** What the task asks **
What lines below mention the word "ZoneEntry"? Copy each one.

====== Records shown

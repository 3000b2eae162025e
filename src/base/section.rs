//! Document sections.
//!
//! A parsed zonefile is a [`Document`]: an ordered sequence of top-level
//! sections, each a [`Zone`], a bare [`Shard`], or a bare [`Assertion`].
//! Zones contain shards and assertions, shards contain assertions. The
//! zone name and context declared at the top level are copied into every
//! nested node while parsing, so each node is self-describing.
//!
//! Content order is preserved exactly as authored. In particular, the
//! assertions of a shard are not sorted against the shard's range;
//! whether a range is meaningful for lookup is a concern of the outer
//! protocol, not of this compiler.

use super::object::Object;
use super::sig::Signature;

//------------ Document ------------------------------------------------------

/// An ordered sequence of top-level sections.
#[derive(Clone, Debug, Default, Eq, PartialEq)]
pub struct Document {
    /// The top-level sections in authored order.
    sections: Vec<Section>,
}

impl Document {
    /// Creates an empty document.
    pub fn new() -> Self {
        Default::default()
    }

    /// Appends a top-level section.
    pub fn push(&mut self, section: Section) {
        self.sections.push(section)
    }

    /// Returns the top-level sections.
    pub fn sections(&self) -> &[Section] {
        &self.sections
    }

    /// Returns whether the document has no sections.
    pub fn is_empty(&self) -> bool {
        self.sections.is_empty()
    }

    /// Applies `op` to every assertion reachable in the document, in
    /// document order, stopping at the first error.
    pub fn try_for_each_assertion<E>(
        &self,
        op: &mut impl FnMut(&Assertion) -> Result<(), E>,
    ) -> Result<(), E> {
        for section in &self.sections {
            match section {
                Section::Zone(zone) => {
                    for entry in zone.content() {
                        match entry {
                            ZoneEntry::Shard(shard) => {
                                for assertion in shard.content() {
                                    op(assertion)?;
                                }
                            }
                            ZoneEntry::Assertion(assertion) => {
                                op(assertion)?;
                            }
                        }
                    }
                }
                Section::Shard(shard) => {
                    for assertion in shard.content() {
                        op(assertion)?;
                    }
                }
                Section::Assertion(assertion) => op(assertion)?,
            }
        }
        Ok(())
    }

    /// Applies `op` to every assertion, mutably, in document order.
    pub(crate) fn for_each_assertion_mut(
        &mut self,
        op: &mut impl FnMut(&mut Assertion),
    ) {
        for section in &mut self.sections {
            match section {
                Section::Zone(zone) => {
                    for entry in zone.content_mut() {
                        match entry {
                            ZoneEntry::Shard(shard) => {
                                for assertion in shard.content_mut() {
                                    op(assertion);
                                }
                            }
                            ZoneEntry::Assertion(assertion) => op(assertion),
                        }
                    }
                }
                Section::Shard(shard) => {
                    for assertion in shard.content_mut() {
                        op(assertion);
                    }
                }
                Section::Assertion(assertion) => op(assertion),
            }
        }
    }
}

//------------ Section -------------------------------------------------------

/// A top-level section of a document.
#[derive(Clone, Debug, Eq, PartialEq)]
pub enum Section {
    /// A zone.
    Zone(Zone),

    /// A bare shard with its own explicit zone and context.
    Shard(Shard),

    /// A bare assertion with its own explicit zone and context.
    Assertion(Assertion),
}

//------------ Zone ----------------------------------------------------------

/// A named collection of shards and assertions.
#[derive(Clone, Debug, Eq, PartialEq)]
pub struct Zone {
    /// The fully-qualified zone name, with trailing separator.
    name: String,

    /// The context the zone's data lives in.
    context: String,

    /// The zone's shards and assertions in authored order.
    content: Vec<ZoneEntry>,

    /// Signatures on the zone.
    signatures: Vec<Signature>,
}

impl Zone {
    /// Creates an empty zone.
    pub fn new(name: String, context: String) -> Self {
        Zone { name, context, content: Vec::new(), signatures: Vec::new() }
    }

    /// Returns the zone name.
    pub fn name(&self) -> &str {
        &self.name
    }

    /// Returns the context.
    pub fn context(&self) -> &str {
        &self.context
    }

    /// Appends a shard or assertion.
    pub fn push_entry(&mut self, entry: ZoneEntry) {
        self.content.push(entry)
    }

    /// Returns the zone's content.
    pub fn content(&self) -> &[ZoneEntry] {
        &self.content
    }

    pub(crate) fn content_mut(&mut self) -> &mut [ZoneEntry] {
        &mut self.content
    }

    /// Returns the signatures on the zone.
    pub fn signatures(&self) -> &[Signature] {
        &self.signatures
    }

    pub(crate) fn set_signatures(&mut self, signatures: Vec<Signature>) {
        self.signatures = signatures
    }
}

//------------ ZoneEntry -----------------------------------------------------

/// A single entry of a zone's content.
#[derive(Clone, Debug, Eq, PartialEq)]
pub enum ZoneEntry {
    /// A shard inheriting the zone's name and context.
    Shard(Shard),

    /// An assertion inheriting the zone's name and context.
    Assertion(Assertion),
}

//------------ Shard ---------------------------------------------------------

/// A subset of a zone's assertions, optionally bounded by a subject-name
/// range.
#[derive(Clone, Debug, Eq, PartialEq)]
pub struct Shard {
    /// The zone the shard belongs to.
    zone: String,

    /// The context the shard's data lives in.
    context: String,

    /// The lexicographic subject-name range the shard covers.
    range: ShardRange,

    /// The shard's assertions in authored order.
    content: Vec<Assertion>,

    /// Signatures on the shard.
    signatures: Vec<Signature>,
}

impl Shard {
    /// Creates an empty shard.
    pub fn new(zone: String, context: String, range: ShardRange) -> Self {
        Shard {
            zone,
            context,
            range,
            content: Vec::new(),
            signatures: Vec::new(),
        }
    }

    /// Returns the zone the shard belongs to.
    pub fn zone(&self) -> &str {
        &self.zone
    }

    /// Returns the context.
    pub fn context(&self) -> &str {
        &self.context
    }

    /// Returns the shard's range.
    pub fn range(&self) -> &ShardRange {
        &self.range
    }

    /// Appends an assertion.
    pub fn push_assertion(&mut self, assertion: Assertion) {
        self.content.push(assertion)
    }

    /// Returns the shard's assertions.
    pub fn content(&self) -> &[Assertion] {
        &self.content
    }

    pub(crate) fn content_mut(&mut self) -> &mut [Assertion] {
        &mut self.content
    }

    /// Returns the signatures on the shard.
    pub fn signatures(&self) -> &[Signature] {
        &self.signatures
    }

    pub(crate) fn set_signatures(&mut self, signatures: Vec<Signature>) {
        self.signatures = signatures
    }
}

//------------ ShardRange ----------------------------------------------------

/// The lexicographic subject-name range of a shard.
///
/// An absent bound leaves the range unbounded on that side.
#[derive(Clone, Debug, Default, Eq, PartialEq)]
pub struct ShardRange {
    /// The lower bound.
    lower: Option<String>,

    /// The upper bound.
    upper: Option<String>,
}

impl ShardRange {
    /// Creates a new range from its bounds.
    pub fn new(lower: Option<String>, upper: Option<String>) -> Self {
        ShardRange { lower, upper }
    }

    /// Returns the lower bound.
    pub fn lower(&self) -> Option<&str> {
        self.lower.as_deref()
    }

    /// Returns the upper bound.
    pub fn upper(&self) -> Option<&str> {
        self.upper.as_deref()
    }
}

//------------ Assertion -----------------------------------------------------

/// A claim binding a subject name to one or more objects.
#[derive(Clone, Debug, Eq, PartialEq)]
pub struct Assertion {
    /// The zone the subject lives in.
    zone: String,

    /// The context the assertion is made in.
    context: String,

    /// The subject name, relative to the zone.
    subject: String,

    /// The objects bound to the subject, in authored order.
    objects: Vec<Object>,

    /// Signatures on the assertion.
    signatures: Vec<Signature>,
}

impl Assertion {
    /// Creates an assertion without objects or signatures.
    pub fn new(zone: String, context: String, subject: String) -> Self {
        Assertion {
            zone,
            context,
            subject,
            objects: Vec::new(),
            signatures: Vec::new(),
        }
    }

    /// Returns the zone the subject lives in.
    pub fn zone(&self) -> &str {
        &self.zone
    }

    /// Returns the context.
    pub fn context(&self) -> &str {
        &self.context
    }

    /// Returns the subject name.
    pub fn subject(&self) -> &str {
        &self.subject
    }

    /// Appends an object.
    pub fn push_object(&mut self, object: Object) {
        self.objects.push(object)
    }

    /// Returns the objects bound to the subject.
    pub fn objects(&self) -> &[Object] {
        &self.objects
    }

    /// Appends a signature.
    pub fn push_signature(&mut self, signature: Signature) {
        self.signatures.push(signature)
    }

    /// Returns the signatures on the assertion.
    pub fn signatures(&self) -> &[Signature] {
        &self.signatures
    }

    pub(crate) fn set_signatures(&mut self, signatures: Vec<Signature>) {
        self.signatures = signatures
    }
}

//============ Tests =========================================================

============
====== Records shown

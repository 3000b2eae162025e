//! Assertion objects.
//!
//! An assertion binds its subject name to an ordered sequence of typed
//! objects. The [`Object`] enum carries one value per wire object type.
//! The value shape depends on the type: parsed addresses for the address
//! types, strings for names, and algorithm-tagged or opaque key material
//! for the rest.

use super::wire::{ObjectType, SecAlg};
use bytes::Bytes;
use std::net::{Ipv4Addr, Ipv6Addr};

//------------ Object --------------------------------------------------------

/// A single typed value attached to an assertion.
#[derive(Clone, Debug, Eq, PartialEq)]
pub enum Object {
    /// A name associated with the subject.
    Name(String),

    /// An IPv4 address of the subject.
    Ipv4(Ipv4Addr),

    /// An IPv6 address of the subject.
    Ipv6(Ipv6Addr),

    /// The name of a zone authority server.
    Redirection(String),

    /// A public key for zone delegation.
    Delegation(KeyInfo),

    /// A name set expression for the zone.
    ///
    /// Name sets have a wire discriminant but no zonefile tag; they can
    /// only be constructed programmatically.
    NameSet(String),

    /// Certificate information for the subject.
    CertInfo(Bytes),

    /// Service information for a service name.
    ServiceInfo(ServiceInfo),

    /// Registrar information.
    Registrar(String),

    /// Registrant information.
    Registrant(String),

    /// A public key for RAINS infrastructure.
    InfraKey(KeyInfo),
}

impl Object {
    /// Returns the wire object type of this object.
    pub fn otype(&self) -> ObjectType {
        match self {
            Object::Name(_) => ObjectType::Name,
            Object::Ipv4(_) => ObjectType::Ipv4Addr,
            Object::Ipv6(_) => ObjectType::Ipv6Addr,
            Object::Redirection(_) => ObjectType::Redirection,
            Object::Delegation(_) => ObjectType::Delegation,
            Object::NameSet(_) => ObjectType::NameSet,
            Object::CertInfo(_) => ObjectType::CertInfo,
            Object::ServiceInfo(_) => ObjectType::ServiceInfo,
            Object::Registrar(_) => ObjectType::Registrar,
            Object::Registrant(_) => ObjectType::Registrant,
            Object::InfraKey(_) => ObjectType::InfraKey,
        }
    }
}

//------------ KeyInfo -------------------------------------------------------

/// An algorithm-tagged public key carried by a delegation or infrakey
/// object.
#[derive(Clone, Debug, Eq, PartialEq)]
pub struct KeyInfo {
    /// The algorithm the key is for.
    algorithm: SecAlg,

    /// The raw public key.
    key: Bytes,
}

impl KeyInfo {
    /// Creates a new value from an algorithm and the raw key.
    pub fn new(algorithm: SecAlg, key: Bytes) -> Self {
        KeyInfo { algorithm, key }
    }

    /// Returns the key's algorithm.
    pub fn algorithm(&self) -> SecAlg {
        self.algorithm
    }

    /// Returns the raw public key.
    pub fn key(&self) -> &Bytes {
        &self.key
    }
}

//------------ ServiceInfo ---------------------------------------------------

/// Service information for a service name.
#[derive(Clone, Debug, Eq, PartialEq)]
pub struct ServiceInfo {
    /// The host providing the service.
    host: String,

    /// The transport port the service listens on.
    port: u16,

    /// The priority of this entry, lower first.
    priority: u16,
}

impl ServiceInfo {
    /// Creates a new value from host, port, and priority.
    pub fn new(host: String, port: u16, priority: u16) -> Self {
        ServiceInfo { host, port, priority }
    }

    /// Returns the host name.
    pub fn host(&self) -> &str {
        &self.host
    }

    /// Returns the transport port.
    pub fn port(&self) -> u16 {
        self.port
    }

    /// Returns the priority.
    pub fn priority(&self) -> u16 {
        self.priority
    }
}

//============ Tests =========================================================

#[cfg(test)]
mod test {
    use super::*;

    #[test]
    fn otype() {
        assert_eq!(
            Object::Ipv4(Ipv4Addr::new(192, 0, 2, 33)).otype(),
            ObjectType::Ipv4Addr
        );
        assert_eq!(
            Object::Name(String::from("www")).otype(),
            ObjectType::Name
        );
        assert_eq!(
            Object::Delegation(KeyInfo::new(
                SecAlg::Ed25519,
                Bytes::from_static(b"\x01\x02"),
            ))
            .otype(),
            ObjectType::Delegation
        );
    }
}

============

** Expected answer **
                            ZoneEntry::Shard(shard) => {
                            ZoneEntry::Assertion(assertion) => {
                            ZoneEntry::Shard(shard) => {
                            ZoneEntry::Assertion(assertion) => op(assertion),
    content: Vec<ZoneEntry>,
    pub fn push_entry(&mut self, entry: ZoneEntry) {
    pub fn content(&self) -> &[ZoneEntry] {
    pub(crate) fn content_mut(&mut self) -> &mut [ZoneEntry] {
//------------ ZoneEntry -----------------------------------------------------
pub enum ZoneEntry {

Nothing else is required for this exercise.